一方、前島氏も「ユーザー体験を損なってしまうのではないかという懸念は非常に大きかった」と振り返り、具体的な対策を紹介しました。「インゲームの雰囲気に溶け込むよう工夫し、(広告が)アウトゲーム的な見え方にならないよう配慮した」とし、「アバターのキャラクターを使ってクリエイティブを作成し、ゲームらしい導線にした」と説明しました。

さらに前島氏は、「ピグパーティーのクエスト機能の中に広告を組み込むことで、ゲームループの中に自然に広告が入るような形にした」と実装方法を明らかにしました。この結果、「ユーザーが能動的にゲーム内通貨が欲しいから広告を見る、案件を獲得しに行くという流れを作れた」とのことです。

座間氏からは補足として、「ユーザーがコンテンツを利用している際に、横から広告が入るような印象を与えると、ユーザーと広告主双方にとって良くないため、導線を置く場所にも配慮が必要」と述べました。具体例として、「ゲーム内で課金をするページやショップに導線を入れている」「導線にはキャラクターを模したバナーを使用し、ユーザーが自然にクリックできるようにしている」といった工夫が共有されました。

数値で証明された広告マネタイズの効果(細田氏×横手氏)

細田氏は、SKYFLAGを導入したゲームアプリの収益分析結果を説明しました。

横手氏も『BLEACH Brave Souls』での導入事例を挙げ、「課金に関するKPIは悪化しておらず、オファーウォール広告の導入により売上はしっかりと伸びている」と、実際の運用経験に基づく成果も共有しました。

さらに細田氏は、SKYFLAGを利用した無課金ユーザーのリテンション率が、課金ユーザーとほぼ同等の水準を維持していた点にも言及。

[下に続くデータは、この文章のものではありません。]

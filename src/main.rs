use anyhow::Result;
use clap::{Parser, Subcommand};
use colored::Colorize;
use forwarder_patcher::{
    forwarder_catalog, glob_rules, run_explicit, run_glob, ApplyResult, BatchOptions, BatchReport,
    PatchRule, DEFAULT_TEST_DIR, TEST_FILE_SUFFIX,
};
use similar::{ChangeTag, TextDiff};
use std::path::{Path, PathBuf};

#[derive(Parser)]
#[command(name = "forwarder-patcher")]
#[command(about = "Retrofit EIP-2771 forwarder wiring into Foundry test suites", long_about = None)]
#[command(version)]
struct Cli {
    #[command(subcommand)]
    command: Commands,
}

#[derive(Subcommand)]
enum Commands {
    /// Apply the per-file constructor substitution catalog
    Apply {
        /// Base directory containing the test files
        #[arg(short, long, default_value = DEFAULT_TEST_DIR)]
        dir: PathBuf,

        /// Dry run - show what would be changed without modifying files
        #[arg(short = 'n', long)]
        dry_run: bool,

        /// Show unified diff of changes
        #[arg(long)]
        diff: bool,
    },

    /// Apply the shared forwarder rules to every *.t.sol file
    Scan {
        /// Base directory containing the test files
        #[arg(short, long, default_value = DEFAULT_TEST_DIR)]
        dir: PathBuf,

        /// Dry run - show what would be changed without modifying files
        #[arg(short = 'n', long)]
        dry_run: bool,

        /// Show unified diff of changes
        #[arg(long)]
        diff: bool,
    },

    /// List catalog targets and their rule counts
    List,
}

fn main() -> Result<()> {
    let cli = Cli::parse();

    match cli.command {
        Commands::Apply { dir, dry_run, diff } => cmd_apply(dir, dry_run, diff),
        Commands::Scan { dir, dry_run, diff } => cmd_scan(dir, dry_run, diff),
        Commands::List => cmd_list(),
    }
}

fn cmd_apply(dir: PathBuf, dry_run: bool, diff: bool) -> Result<()> {
    ensure_dir(&dir)?;
    let catalog = forwarder_catalog();
    let report = run_explicit(&dir, &catalog, BatchOptions { dry_run });
    print_report(&report, dry_run, diff);
    finish(&report)
}

fn cmd_scan(dir: PathBuf, dry_run: bool, diff: bool) -> Result<()> {
    ensure_dir(&dir)?;
    let report = run_glob(&dir, TEST_FILE_SUFFIX, &glob_rules(), BatchOptions { dry_run });
    print_report(&report, dry_run, diff);
    finish(&report)
}

fn cmd_list() -> Result<()> {
    let catalog = forwarder_catalog();
    println!("{}", "Catalog targets:".bold());
    for target in &catalog.targets {
        println!(
            "  {} ({} rule{})",
            target.file,
            target.rules.len(),
            if target.rules.len() == 1 { "" } else { "s" }
        );
    }

    let shared = glob_rules();
    println!();
    println!(
        "{} {} rules for *{} files",
        "Shared scan set:".bold(),
        shared.len(),
        TEST_FILE_SUFFIX
    );
    for rule in &shared {
        match rule {
            PatchRule::Literal { old, .. } => println!("  literal: {}", old.dimmed()),
            PatchRule::Insert(insert) => {
                println!("  insert: {}", insert.locator.as_str().dimmed())
            }
        }
    }

    Ok(())
}

fn ensure_dir(dir: &Path) -> Result<()> {
    if !dir.is_dir() {
        anyhow::bail!("test directory not found: {}", dir.display());
    }
    Ok(())
}

fn print_report(report: &BatchReport, dry_run: bool, show_diff: bool) {
    if dry_run {
        println!("{}", "[DRY RUN - no files will be modified]".cyan());
    }

    for file in &report.files {
        match &file.result {
            Ok(ApplyResult::Updated { before, after }) => {
                if dry_run {
                    println!("{} Would update {}", "✓".green(), file.name);
                } else {
                    println!("{} Updated {}", "✓".green(), file.name);
                }
                if show_diff {
                    print_diff(&file.name, before, after);
                }
            }
            Ok(ApplyResult::Skipped) => {
                println!(
                    "{} Skipped {} {}",
                    "-".dimmed(),
                    file.name,
                    "(no changes needed)".dimmed()
                );
            }
            Ok(ApplyResult::Missing) => {
                println!("{} Not found: {}", "✗".red(), file.name);
            }
            Err(e) => {
                eprintln!("{} Failed {}: {}", "✗".red(), file.name, e);
            }
        }
    }

    println!();
    println!(
        "{} Updated {}/{} test files",
        "✓".green(),
        report.updated(),
        report.total()
    );

    let updated = report.updated_names();
    if !updated.is_empty() {
        println!("Updated files:");
        for name in updated {
            println!("  - {}", name);
        }
    }
}

fn print_diff(name: &str, before: &str, after: &str) {
    println!("{}", format!("--- {} (original)", name).dimmed());
    println!("{}", format!("+++ {} (patched)", name).dimmed());

    let diff = TextDiff::from_lines(before, after);
    for change in diff.iter_all_changes() {
        let line = match change.tag() {
            ChangeTag::Delete => format!("-{}", change).red(),
            ChangeTag::Insert => format!("+{}", change).green(),
            ChangeTag::Equal => format!(" {}", change).normal(),
        };
        print!("{}", line);
    }
}

/// Missing files do not affect the exit code; per-file I/O failures do.
fn finish(report: &BatchReport) -> Result<()> {
    if report.failed() > 0 {
        std::process::exit(1);
    }
    Ok(())
}
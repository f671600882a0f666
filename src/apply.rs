//! File patch applier: read, transform in memory, conditionally rewrite.

use std::fs;
use std::io::Write;
use std::path::{Path, PathBuf};
use thiserror::Error;

use crate::rule::{apply_all, PatchRule};

/// Per-file outcome of one applier invocation.
#[derive(Debug, Clone, PartialEq, Eq)]
#[must_use = "ApplyResult should be checked for the per-file outcome"]
pub enum ApplyResult {
    /// At least one rule changed the content; the file was rewritten.
    Updated { before: String, after: String },
    /// No rule changed anything; the file was left untouched.
    Skipped,
    /// The file does not exist.
    Missing,
}

#[derive(Error, Debug)]
pub enum PatchError {
    #[error("failed to read {path}: {source}")]
    Read {
        path: PathBuf,
        source: std::io::Error,
    },

    #[error("failed to write {path}: {source}")]
    Write {
        path: PathBuf,
        source: std::io::Error,
    },
}

/// Apply `rules` to the file at `path`, rewriting it only if the content
/// changed.
///
/// An unchanged file keeps its content and modification time untouched,
/// so repeated invocations are safe. A changed file is replaced
/// atomically (tempfile + fsync + rename).
pub fn patch_file(path: &Path, rules: &[PatchRule]) -> Result<ApplyResult, PatchError> {
    let result = check_file(path, rules)?;
    if let ApplyResult::Updated { after, .. } = &result {
        atomic_write(path, after.as_bytes())?;

        // Bump mtime so incremental test runners pick up the change.
        let now = filetime::FileTime::now();
        filetime::set_file_mtime(path, now).map_err(|source| PatchError::Write {
            path: path.to_path_buf(),
            source,
        })?;
    }
    Ok(result)
}

/// Compute what [`patch_file`] would do without touching the file.
pub fn check_file(path: &Path, rules: &[PatchRule]) -> Result<ApplyResult, PatchError> {
    if !path.exists() {
        return Ok(ApplyResult::Missing);
    }

    let before = fs::read_to_string(path).map_err(|source| PatchError::Read {
        path: path.to_path_buf(),
        source,
    })?;

    let after = apply_all(&before, rules);
    if after == before {
        Ok(ApplyResult::Skipped)
    } else {
        Ok(ApplyResult::Updated { before, after })
    }
}

/// Atomic file write: tempfile in the same directory, fsync, rename.
fn atomic_write(path: &Path, content: &[u8]) -> Result<(), PatchError> {
    let write_err = |source: std::io::Error| PatchError::Write {
        path: path.to_path_buf(),
        source,
    };

    let parent = path.parent().ok_or_else(|| {
        write_err(std::io::Error::new(
            std::io::ErrorKind::InvalidInput,
            "path has no parent directory",
        ))
    })?;

    let mut temp = tempfile::NamedTempFile::new_in(parent).map_err(write_err)?;
    temp.write_all(content).map_err(write_err)?;
    temp.as_file().sync_all().map_err(write_err)?;
    temp.persist(path).map_err(|e| write_err(e.error))?;

    Ok(())
}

課金転換率についても、SKYFLAGを利用していないユーザーの通常の課金転換率が3.1%であったのに対し、SKYFLAGを利用して初めて課金に至ったユーザーの割合は18.7%に達していたといいます。

課金ユーザーにおけるARPPU(課金ユーザー1人あたりの平均売上金額)の変化も明らかになりました。SKYFLAG導入前は3,193円だった平均課金額が、導入後には5,366円まで上昇したとのことです。

これらの結果を踏まえ、細田氏は「無課金ユーザーのゲームに対するモチベーションを、SKYFLAGのオファーウォールが後押ししているのではないか」「SKYFLAGのオファーウォールは、課金ユーザーの課金額増加にも貢献している」と述べました。

広告マネタイズの今後の展望(前島氏×横手氏)

セッションの終盤では、広告マネタイズの今後の展望について議論が交わされました。

前島氏はまず「ゲームユーザーは、課金志向の高さ、広告に対する心理的ハードルの低さ、許容度の広さといった点から見ても、広告主にとって非常に魅力的な存在である」と指摘。そのうえで「今後は、ブランド系の広告主やナショナルクライアントも本格的に参入してくるのではないか」と展望を語りました。

横手氏は、海外展開の視点から見たマネタイズの可能性について説明しました。「日本と比べて、海外のユーザーは広告に対してネガティブな印象が少なく、むしろポジティブに受け止めている」と述べたうえで「海外で配信するタイトルでは、リワード広告だけでなく、オファーウォール広告を取り入れることで、しっかりとマネタイズできる」と続けました。

さらに、「海外展開を前提としたゲームであれば、広告施策は必須となる。お互いにとってWin-Winの関係を築くためにも、今後はこうしたマネタイズの仕組みがビジネス上ますます重要になっていくだろう」と締めくくりました。